**What needs to be done:**
Each line from the beginning of the data below through the line containing "(data = extra index)" should be repeated exactly, please.

--- Task material Enclosed Below ---

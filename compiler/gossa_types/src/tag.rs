//! Type kind tag for tag-driven dispatch.
//!
//! Each type in the pool has a `Tag` that identifies its kind. The tag
//! determines how to interpret the associated `data` field:
//!
//! - 0-31: basic types (data unused)
//! - 32-47: single-child types (data = child Idx)
//! - 48-79: extra-array types (data = extra index)
//! - 80-95: side-table types (data = index into the named / type-parameter
//!   tables)
//! - 255: reserved slot

use std::fmt;

/// Type kind discriminant.
#[derive(Copy, Clone, Eq, PartialEq, Hash, Debug)]
#[repr(u8)]
pub enum Tag {
    // === Basic (0-31) ===
    Invalid = 0,
    Bool = 1,
    Int = 2,
    Int8 = 3,
    Int16 = 4,
    Int32 = 5,
    Int64 = 6,
    Uint = 7,
    Uint8 = 8,
    Uint16 = 9,
    Uint32 = 10,
    Uint64 = 11,
    Uintptr = 12,
    Float32 = 13,
    Float64 = 14,
    Complex64 = 15,
    Complex128 = 16,
    String = 17,
    UnsafePointer = 18,
    UntypedBool = 19,
    UntypedInt = 20,
    UntypedRune = 21,
    UntypedFloat = 22,
    UntypedComplex = 23,
    UntypedString = 24,
    UntypedNil = 25,

    // === Single child (32-47) ===
    /// `*T`
    Pointer = 32,
    /// `[]T`
    Slice = 33,

    // === Extra array (48-79) ===
    /// `[N]T`: extra = `[len_lo, len_hi, elem]`
    Array = 48,
    /// `map[K]V`: extra = `[key, value]`
    Map = 49,
    /// `chan T`: extra = `[dir, elem]`
    Chan = 50,
    /// `struct{...}`: extra = `[n, (name, type, embedded, tag)*n]`
    Struct = 51,
    /// `interface{...}`: extra = `[n, (name, sig)*n, type_set]`
    Interface = 52,
    /// `func(...) ...`: extra = `[variadic, np, params*np, nr, results*nr]`
    Signature = 53,
    /// Multiple results: extra = `[n, elems*n]`
    Tuple = 54,
    /// `~A | B`: extra = `[n, (tilde, type)*n]`
    Union = 55,

    // === Side table (80-95) ===
    /// Declared type; data = index into the named table.
    Named = 80,
    /// Type parameter; data = index into the type-parameter table.
    TypeParam = 81,

    /// Unused slot in the reserved predeclared range.
    Reserved = 255,
}

impl Tag {
    /// Tags for the 26 basic types, in `Idx` order.
    pub const BASICS: [Tag; 26] = [
        Tag::Invalid,
        Tag::Bool,
        Tag::Int,
        Tag::Int8,
        Tag::Int16,
        Tag::Int32,
        Tag::Int64,
        Tag::Uint,
        Tag::Uint8,
        Tag::Uint16,
        Tag::Uint32,
        Tag::Uint64,
        Tag::Uintptr,
        Tag::Float32,
        Tag::Float64,
        Tag::Complex64,
        Tag::Complex128,
        Tag::String,
        Tag::UnsafePointer,
        Tag::UntypedBool,
        Tag::UntypedInt,
        Tag::UntypedRune,
        Tag::UntypedFloat,
        Tag::UntypedComplex,
        Tag::UntypedString,
        Tag::UntypedNil,
    ];

    /// Basic types carry no data.
    #[inline]
    pub const fn is_basic(self) -> bool {
        (self as u8) < 32
    }

    /// `data` holds a child `Idx` directly.
    #[inline]
    pub const fn is_single_child(self) -> bool {
        matches!(self, Tag::Pointer | Tag::Slice)
    }

    /// `data` indexes the extra array.
    #[inline]
    pub const fn uses_extra(self) -> bool {
        let v = self as u8;
        v >= 48 && v < 80
    }

    /// Integer kinds, signed or unsigned, excluding untyped.
    #[inline]
    pub const fn is_integer(self) -> bool {
        matches!(
            self,
            Tag::Int
                | Tag::Int8
                | Tag::Int16
                | Tag::Int32
                | Tag::Int64
                | Tag::Uint
                | Tag::Uint8
                | Tag::Uint16
                | Tag::Uint32
                | Tag::Uint64
                | Tag::Uintptr
        )
    }

    #[inline]
    pub const fn is_unsigned(self) -> bool {
        matches!(
            self,
            Tag::Uint | Tag::Uint8 | Tag::Uint16 | Tag::Uint32 | Tag::Uint64 | Tag::Uintptr
        )
    }

    #[inline]
    pub const fn is_float(self) -> bool {
        matches!(self, Tag::Float32 | Tag::Float64)
    }

    #[inline]
    pub const fn is_complex(self) -> bool {
        matches!(self, Tag::Complex64 | Tag::Complex128)
    }

    #[inline]
    pub const fn is_untyped(self) -> bool {
        matches!(
            self,
            Tag::UntypedBool
                | Tag::UntypedInt
                | Tag::UntypedRune
                | Tag::UntypedFloat
                | Tag::UntypedComplex
                | Tag::UntypedString
                | Tag::UntypedNil
        )
    }

    /// Bit width of a sized numeric kind. `int`, `uint` and `uintptr` are
    /// 64-bit.
    pub const fn bit_width(self) -> Option<u32> {
        Some(match self {
            Tag::Int8 | Tag::Uint8 => 8,
            Tag::Int16 | Tag::Uint16 => 16,
            Tag::Int32 | Tag::Uint32 | Tag::Float32 => 32,
            Tag::Int
            | Tag::Int64
            | Tag::Uint
            | Tag::Uint64
            | Tag::Uintptr
            | Tag::Float64
            | Tag::Complex64 => 64,
            Tag::Complex128 => 128,
            _ => return None,
        })
    }

    /// Get the tag name for debugging.
    pub const fn name(self) -> &'static str {
        match self {
            Tag::Invalid => "invalid",
            Tag::Bool => "bool",
            Tag::Int => "int",
            Tag::Int8 => "int8",
            Tag::Int16 => "int16",
            Tag::Int32 => "int32",
            Tag::Int64 => "int64",
            Tag::Uint => "uint",
            Tag::Uint8 => "uint8",
            Tag::Uint16 => "uint16",
            Tag::Uint32 => "uint32",
            Tag::Uint64 => "uint64",
            Tag::Uintptr => "uintptr",
            Tag::Float32 => "float32",
            Tag::Float64 => "float64",
            Tag::Complex64 => "complex64",
            Tag::Complex128 => "complex128",
            Tag::String => "string",
            Tag::UnsafePointer => "unsafe.Pointer",
            Tag::UntypedBool => "untyped bool",
            Tag::UntypedInt => "untyped int",
            Tag::UntypedRune => "untyped rune",
            Tag::UntypedFloat => "untyped float",
            Tag::UntypedComplex => "untyped complex",
            Tag::UntypedString => "untyped string",
            Tag::UntypedNil => "untyped nil",
            Tag::Pointer => "pointer",
            Tag::Slice => "slice",
            Tag::Array => "array",
            Tag::Map => "map",
            Tag::Chan => "chan",
            Tag::Struct => "struct",
            Tag::Interface => "interface",
            Tag::Signature => "func",
            Tag::Tuple => "tuple",
            Tag::Union => "union",
            Tag::Named => "named",
            Tag::TypeParam => "type parameter",
            Tag::Reserved => "reserved",
        }
    }
}

impl fmt::Display for Tag {
    fn fmt(&self, f: &mut fmt::Formatter<'_>) -> fmt::Result {
        f.write_str(self.name())
    }
}

/// Channel direction.
#[derive(Copy, Clone, Eq, PartialEq, Hash, Debug)]
#[repr(u8)]
pub enum ChanDir {
    /// `chan T`
    Both = 0,
    /// `chan<- T`
    Send = 1,
    /// `<-chan T`
    Recv = 2,
}

impl ChanDir {
    pub(crate) const fn from_raw(raw: u32) -> Self {
        match raw {
            1 => ChanDir::Send,
            2 => ChanDir::Recv,
            _ => ChanDir::Both,
        }
    }

    /// Sends are allowed.
    pub const fn can_send(self) -> bool {
        !matches!(self, ChanDir::Recv)
    }

    /// Receives are allowed.
    pub const fn can_recv(self) -> bool {
        !matches!(self, ChanDir::Send)
    }
}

--- End of Enclosed Task material ---

**Task output:**
filename compiler/gossa_types/src/tag.rs
//! Type kind tag for tag-driven dispatch.
//!
//! Each type in the pool has a `Tag` that identifies its kind. The tag
//! determines how to interpret the associated `data` field:
//!
//! - 0-31: basic types (data unused)
//! - 32-47: single-child types (data = child Idx)
//! - 48-79: extra-array types (data = extra index)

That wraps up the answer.